%%

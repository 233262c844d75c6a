//! Critical alert extraction from free-form analysis text.
//!
//! The analysis prompt asks the model for a numbered report whose first
//! section lists threshold violations as `Device (ID) - Metric: Value` lines.
//! Nothing enforces that structure upstream, so every step here degrades to
//! "not an alert" rather than failing.

use std::sync::LazyLock;

use regex::Regex;
use serde::Serialize;
use thiserror::Error;
use tracing::debug;

/// Header opening the critical alerts section
pub const CRITICAL_ALERTS_MARKER: &str = "1. Critical Alerts:";
/// Header of the section following critical alerts
pub const RECOMMENDATIONS_MARKER: &str = "2. Key Recommendations:";

/// Line delimiter between the device label and the metric. Device labels may
/// contain it too, so the last occurrence before the `:` is the split point.
const DEVICE_DELIMITER: &str = " - ";

/// First integer or decimal number in a value segment, ASCII digits only
static NUMBER_REGEX: LazyLock<Regex> = LazyLock::new(|| compile_regex(r"[0-9]+(\.[0-9]+)?"));

fn compile_regex(pattern: &str) -> Regex {
    match Regex::new(pattern) {
        Ok(regex) => regex,
        // Covered by `number_pattern_compiles`
        Err(err) => panic!("invalid regex pattern `{pattern}`: {err}"),
    }
}

#[derive(Error, Debug, Clone, PartialEq, Eq)]
pub enum AlertParseError {
    #[error("analysis text has no `{0}` section")]
    MissingSection(&'static str),
}

/// Metrics that get highlighted when reported as critical
#[derive(Debug, Clone, Copy, PartialEq, Eq, Hash, Serialize)]
#[serde(rename_all = "snake_case")]
pub enum AlertMetric {
    Temperature,
    Vibration,
    PowerConsumption,
    ToolWear,
}

impl AlertMetric {
    /// Lookup order; a line matches the first keyword it contains
    pub const TABLE: [AlertMetric; 4] = [
        AlertMetric::Temperature,
        AlertMetric::Vibration,
        AlertMetric::PowerConsumption,
        AlertMetric::ToolWear,
    ];

    pub fn keyword(&self) -> &'static str {
        match self {
            AlertMetric::Temperature => "temperature",
            AlertMetric::Vibration => "vibration",
            AlertMetric::PowerConsumption => "power consumption",
            AlertMetric::ToolWear => "tool wear",
        }
    }

    pub fn threshold(&self) -> f64 {
        match self {
            AlertMetric::Temperature => 70.0,
            AlertMetric::Vibration => 8.0,
            AlertMetric::PowerConsumption => 900.0,
            AlertMetric::ToolWear => 80.0,
        }
    }

    pub fn unit(&self) -> &'static str {
        match self {
            AlertMetric::Temperature => "°C",
            AlertMetric::Vibration => "",
            AlertMetric::PowerConsumption => "W",
            AlertMetric::ToolWear => "%",
        }
    }

    /// First table entry whose keyword occurs in `line` (case-insensitive)
    pub fn find_in(line: &str) -> Option<AlertMetric> {
        let lower = line.to_lowercase();
        Self::TABLE
            .into_iter()
            .find(|metric| lower.contains(metric.keyword()))
    }
}

/// One highlighted threshold violation reported by the analysis
#[derive(Debug, Clone, PartialEq, Serialize)]
pub struct CriticalAlert {
    pub device: String,
    pub metric: AlertMetric,
    /// Metric label as written in the analysis text
    pub metric_label: String,
    pub value: f64,
    pub threshold: f64,
    pub unit: &'static str,
}

impl CriticalAlert {
    /// e.g. `Printer-1: Critical Temperature`
    pub fn title(&self) -> String {
        let keyword = self.metric.keyword();
        let mut chars = keyword.chars();
        let keyword = match chars.next() {
            Some(first) => first.to_uppercase().chain(chars).collect::<String>(),
            None => String::new(),
        };
        format!("{}: Critical {}", self.device, keyword)
    }

    /// e.g. `Current value: 85.30°C (Threshold: 70°C)`
    pub fn description(&self) -> String {
        format!(
            "Current value: {:.2}{} (Threshold: {}{})",
            self.value, self.unit, self.threshold, self.unit
        )
    }
}

/// Text between the critical alerts header and the recommendations header.
///
/// When the recommendations header is absent the section runs to the end of
/// the text. A missing critical alerts header is an error.
pub fn critical_section(text: &str) -> Result<&str, AlertParseError> {
    let (_, after) = text
        .split_once(CRITICAL_ALERTS_MARKER)
        .ok_or(AlertParseError::MissingSection(CRITICAL_ALERTS_MARKER))?;
    let section = match after.split_once(RECOMMENDATIONS_MARKER) {
        Some((section, _)) => section,
        None => after,
    };
    Ok(section.trim())
}

/// Parse one line of the critical alerts section.
///
/// Returns `None` for lines without a known metric keyword, without the
/// `device - metric: value` structure, or without a numeric value.
pub fn parse_alert_line(line: &str) -> Option<CriticalAlert> {
    let metric = AlertMetric::find_in(line)?;

    let line = strip_bullet(line.trim());
    let (head, value_text) = line.split_once(':')?;
    let (device, metric_label) = head.rsplit_once(DEVICE_DELIMITER)?;

    let number = NUMBER_REGEX.find(value_text)?;
    let value = number.as_str().parse::<f64>().ok()?;

    Some(CriticalAlert {
        device: device.trim().to_string(),
        metric,
        metric_label: metric_label.trim().to_string(),
        value,
        threshold: metric.threshold(),
        unit: metric.unit(),
    })
}

/// All critical alerts found in an analysis. Never fails: text that does not
/// follow the expected layout simply yields no alerts.
pub fn extract_alerts(text: &str) -> Vec<CriticalAlert> {
    match critical_section(text) {
        Ok(section) => section.lines().filter_map(parse_alert_line).collect(),
        Err(e) => {
            debug!(target: "alerts", error = %e, "No critical alerts section");
            Vec::new()
        }
    }
}

fn strip_bullet(line: &str) -> &str {
    for bullet in ["- ", "* ", "• "] {
        if let Some(rest) = line.strip_prefix(bullet) {
            return rest.trim_start();
        }
    }
    line
}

%%

**WHAT TO DO**
Repeat exactly, and only, the run of lines from the start of the material above through the line that holds "section lists threshold".

**ANSWER TO THE EXERCISE**
repository 233262c844d75c6a
//! Critical alert extraction from free-form analysis text.
//!
//! The analysis prompt asks the model for a numbered report whose first
//! section lists threshold violations as `Device (ID) - Metric: Value` lines.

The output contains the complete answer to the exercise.